● What is needed
From the entries below, return every line that includes the word "PreferenceRepository".

● Stored records
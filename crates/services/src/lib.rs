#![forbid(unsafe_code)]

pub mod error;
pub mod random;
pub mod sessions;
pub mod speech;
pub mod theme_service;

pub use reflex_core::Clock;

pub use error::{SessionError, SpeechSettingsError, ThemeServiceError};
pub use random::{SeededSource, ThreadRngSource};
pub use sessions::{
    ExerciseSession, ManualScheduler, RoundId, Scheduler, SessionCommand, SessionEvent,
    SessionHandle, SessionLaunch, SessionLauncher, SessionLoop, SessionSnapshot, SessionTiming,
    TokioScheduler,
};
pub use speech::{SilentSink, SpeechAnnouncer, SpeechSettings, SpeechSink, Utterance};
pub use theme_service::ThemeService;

* * *

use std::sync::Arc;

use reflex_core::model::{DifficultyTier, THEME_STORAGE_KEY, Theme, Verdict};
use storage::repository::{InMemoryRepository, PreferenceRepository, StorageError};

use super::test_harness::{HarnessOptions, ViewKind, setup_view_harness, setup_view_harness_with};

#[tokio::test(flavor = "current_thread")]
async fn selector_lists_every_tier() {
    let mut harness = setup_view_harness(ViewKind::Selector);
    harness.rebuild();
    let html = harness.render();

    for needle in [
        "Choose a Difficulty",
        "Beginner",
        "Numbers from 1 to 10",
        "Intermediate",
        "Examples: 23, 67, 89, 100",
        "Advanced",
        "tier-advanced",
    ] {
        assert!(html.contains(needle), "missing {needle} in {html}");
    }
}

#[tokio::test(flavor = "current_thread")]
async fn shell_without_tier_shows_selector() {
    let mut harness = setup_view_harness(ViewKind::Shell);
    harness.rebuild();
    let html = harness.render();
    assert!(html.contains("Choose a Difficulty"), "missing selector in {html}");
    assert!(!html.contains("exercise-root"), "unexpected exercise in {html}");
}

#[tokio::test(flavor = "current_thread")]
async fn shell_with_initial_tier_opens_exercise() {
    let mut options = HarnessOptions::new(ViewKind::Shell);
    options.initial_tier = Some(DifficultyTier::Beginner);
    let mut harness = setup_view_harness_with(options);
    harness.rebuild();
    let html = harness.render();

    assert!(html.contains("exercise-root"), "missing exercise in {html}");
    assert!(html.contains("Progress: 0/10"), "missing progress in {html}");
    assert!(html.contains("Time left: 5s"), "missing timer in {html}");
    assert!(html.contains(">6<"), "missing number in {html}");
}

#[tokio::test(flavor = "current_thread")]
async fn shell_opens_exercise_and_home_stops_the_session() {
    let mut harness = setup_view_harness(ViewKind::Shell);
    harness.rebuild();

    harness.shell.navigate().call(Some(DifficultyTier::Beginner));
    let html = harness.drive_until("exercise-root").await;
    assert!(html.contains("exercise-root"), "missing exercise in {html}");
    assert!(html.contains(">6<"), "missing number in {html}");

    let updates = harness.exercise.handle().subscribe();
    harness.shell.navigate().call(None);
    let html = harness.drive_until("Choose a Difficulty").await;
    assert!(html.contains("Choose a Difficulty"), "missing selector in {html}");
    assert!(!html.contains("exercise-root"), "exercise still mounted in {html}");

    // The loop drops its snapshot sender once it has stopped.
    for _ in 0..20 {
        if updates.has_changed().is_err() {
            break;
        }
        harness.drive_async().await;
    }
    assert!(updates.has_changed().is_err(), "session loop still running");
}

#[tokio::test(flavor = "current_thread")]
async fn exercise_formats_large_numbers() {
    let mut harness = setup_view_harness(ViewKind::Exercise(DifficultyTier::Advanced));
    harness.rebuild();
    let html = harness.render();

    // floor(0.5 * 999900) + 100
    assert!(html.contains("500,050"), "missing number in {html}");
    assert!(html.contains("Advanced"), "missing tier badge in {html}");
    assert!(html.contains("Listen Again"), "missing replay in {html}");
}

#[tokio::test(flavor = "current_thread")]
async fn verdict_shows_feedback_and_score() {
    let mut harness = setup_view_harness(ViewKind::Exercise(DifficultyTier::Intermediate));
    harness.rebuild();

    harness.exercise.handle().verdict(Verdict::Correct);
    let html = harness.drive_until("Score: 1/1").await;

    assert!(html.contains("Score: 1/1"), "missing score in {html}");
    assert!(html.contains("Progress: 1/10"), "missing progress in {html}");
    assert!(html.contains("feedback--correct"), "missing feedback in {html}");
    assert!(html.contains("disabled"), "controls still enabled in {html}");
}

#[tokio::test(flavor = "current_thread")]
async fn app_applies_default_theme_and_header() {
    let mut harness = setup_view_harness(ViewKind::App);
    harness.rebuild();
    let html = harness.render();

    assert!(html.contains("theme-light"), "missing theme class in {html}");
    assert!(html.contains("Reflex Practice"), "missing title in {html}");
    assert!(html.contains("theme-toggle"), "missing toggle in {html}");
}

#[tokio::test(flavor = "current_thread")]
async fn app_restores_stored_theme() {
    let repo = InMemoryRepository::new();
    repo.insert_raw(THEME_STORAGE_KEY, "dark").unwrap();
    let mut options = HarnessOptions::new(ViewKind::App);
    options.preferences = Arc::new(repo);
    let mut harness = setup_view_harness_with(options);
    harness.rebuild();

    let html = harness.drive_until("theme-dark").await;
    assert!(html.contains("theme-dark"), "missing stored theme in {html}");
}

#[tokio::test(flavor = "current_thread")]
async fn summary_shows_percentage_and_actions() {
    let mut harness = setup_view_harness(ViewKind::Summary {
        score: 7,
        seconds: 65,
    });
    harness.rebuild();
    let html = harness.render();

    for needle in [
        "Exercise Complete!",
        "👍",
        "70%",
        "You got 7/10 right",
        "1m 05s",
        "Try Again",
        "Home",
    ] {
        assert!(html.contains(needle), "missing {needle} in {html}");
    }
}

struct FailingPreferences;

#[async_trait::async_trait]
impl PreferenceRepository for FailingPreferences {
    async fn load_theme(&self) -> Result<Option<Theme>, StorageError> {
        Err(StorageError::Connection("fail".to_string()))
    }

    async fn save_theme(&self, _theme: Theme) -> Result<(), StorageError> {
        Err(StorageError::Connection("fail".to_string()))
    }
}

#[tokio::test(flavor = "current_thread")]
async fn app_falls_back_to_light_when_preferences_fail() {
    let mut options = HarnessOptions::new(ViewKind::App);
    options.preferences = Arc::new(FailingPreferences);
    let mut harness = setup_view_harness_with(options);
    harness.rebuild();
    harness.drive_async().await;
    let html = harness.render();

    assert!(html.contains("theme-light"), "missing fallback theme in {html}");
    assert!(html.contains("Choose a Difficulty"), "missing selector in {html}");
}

● Task response
use storage::repository::{InMemoryRepository, PreferenceRepository, StorageError};
impl PreferenceRepository for FailingPreferences {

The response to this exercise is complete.